* _WHAT NEEDS TO BE DONE_
Lines from the listing below that contain the string "Result" are to be reported.
____________________
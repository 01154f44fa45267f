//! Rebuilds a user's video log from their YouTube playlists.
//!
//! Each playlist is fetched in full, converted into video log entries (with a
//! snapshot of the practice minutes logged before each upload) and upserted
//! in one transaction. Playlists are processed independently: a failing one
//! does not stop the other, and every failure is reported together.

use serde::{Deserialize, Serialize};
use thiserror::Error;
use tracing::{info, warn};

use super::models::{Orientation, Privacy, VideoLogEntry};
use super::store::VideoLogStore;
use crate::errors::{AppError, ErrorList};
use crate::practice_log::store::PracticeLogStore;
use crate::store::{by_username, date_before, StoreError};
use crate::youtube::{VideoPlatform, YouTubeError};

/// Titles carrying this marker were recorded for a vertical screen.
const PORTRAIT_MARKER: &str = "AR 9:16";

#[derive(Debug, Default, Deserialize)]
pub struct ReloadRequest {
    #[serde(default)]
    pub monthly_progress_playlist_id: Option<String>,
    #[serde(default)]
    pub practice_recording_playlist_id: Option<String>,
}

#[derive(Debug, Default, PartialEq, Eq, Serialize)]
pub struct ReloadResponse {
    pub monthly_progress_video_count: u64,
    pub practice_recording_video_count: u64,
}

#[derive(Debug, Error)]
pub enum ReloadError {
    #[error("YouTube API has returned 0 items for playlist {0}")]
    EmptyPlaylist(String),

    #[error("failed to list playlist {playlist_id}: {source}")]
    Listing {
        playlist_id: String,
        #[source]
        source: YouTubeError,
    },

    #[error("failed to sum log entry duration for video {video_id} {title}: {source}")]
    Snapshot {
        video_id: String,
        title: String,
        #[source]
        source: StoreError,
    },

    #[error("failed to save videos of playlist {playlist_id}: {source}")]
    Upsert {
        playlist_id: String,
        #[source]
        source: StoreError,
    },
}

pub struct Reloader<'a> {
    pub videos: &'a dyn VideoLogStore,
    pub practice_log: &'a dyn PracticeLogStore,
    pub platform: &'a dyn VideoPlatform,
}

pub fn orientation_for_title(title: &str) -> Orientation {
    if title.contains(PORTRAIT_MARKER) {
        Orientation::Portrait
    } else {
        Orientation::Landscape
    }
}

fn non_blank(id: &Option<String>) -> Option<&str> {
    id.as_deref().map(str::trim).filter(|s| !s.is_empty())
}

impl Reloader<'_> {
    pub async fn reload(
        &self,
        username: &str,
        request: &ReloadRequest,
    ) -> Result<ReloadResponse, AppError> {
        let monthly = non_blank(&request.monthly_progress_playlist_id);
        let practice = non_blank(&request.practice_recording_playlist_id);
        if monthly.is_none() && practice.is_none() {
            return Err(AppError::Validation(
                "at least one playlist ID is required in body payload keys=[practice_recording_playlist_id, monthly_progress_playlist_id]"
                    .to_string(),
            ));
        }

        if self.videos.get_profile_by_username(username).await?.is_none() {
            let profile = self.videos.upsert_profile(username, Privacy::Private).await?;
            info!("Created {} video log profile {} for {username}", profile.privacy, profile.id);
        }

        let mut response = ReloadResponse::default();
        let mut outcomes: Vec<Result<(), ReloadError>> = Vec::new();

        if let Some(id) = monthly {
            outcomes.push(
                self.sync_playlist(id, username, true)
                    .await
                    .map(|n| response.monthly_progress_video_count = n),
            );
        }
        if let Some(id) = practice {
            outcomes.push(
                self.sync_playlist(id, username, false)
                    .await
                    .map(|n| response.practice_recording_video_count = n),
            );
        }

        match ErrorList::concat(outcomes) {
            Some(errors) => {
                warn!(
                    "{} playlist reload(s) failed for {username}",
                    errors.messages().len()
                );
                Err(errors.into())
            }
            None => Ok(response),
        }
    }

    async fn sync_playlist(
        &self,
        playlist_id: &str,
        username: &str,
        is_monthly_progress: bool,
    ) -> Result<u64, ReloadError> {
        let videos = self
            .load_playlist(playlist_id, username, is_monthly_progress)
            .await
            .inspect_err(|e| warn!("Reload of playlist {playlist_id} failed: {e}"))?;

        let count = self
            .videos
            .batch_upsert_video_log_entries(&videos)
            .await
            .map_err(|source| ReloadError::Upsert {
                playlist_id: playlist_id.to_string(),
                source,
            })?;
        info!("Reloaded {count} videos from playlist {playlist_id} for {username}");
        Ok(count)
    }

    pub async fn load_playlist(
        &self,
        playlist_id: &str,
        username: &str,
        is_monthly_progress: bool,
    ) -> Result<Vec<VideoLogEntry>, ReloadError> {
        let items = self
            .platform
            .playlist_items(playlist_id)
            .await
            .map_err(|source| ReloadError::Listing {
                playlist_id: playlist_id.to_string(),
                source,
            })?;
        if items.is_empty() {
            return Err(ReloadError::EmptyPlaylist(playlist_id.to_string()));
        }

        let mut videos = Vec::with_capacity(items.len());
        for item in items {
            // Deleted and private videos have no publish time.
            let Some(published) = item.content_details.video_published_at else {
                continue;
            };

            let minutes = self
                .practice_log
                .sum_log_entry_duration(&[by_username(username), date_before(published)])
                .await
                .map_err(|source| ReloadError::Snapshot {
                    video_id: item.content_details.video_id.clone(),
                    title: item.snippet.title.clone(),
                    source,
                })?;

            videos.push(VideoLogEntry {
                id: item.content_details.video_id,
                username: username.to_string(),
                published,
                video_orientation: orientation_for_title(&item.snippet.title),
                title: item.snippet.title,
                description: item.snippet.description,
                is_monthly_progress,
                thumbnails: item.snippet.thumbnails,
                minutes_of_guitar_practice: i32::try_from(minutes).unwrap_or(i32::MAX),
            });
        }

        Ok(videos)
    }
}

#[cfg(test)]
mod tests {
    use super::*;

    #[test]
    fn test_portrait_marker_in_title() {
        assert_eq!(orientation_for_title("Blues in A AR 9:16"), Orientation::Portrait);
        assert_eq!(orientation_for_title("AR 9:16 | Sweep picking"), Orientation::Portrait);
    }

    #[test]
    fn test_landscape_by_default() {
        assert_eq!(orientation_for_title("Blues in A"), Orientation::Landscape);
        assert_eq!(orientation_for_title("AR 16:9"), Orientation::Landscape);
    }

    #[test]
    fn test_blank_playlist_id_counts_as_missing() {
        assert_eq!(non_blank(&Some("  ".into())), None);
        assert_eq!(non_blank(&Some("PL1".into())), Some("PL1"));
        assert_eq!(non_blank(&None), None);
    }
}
____________________
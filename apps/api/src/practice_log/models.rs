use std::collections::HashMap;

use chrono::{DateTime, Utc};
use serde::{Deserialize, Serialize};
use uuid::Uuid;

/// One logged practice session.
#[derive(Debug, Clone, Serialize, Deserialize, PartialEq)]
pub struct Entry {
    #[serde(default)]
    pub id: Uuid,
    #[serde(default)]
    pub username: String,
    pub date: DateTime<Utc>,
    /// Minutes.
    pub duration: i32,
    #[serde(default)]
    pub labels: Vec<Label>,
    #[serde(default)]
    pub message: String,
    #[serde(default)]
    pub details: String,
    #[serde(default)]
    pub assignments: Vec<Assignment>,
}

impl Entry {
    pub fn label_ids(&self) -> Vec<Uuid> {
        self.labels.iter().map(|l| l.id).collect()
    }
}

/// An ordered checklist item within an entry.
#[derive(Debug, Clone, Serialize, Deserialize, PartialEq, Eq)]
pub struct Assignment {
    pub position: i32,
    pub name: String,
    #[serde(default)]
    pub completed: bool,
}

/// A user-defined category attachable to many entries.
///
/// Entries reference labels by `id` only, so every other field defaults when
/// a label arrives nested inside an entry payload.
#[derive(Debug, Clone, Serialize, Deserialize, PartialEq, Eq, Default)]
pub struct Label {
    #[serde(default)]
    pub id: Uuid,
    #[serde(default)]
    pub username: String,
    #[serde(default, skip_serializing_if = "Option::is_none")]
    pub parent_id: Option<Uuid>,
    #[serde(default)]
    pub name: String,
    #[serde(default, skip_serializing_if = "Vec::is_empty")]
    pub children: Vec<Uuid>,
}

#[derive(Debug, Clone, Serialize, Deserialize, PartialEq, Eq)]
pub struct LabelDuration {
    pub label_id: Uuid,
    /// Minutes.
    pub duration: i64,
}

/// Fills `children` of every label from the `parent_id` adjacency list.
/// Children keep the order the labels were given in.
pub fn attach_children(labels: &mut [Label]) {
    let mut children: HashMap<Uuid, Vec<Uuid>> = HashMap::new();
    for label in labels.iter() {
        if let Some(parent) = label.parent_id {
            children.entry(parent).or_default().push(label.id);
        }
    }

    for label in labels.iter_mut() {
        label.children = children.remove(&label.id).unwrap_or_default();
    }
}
____________________
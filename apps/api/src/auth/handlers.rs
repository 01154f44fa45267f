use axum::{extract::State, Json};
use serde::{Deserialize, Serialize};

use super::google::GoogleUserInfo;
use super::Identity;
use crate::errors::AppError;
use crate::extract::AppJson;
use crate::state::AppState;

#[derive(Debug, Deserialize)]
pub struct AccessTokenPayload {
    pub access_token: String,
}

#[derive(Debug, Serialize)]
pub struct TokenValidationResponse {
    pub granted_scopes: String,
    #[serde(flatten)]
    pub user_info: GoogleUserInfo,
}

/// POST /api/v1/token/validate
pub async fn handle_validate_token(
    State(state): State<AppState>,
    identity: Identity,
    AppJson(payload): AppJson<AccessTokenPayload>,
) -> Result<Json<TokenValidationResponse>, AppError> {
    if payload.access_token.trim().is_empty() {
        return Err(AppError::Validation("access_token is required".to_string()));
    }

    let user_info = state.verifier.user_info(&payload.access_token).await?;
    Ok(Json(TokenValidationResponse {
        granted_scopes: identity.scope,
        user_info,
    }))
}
____________________
* _TASK ANSWER_
    ) -> Result<ReloadResponse, AppError> {
        let mut outcomes: Vec<Result<(), ReloadError>> = Vec::new();
    ) -> Result<u64, ReloadError> {
    ) -> Result<Vec<VideoLogEntry>, ReloadError> {
) -> Result<Json<TokenValidationResponse>, AppError> {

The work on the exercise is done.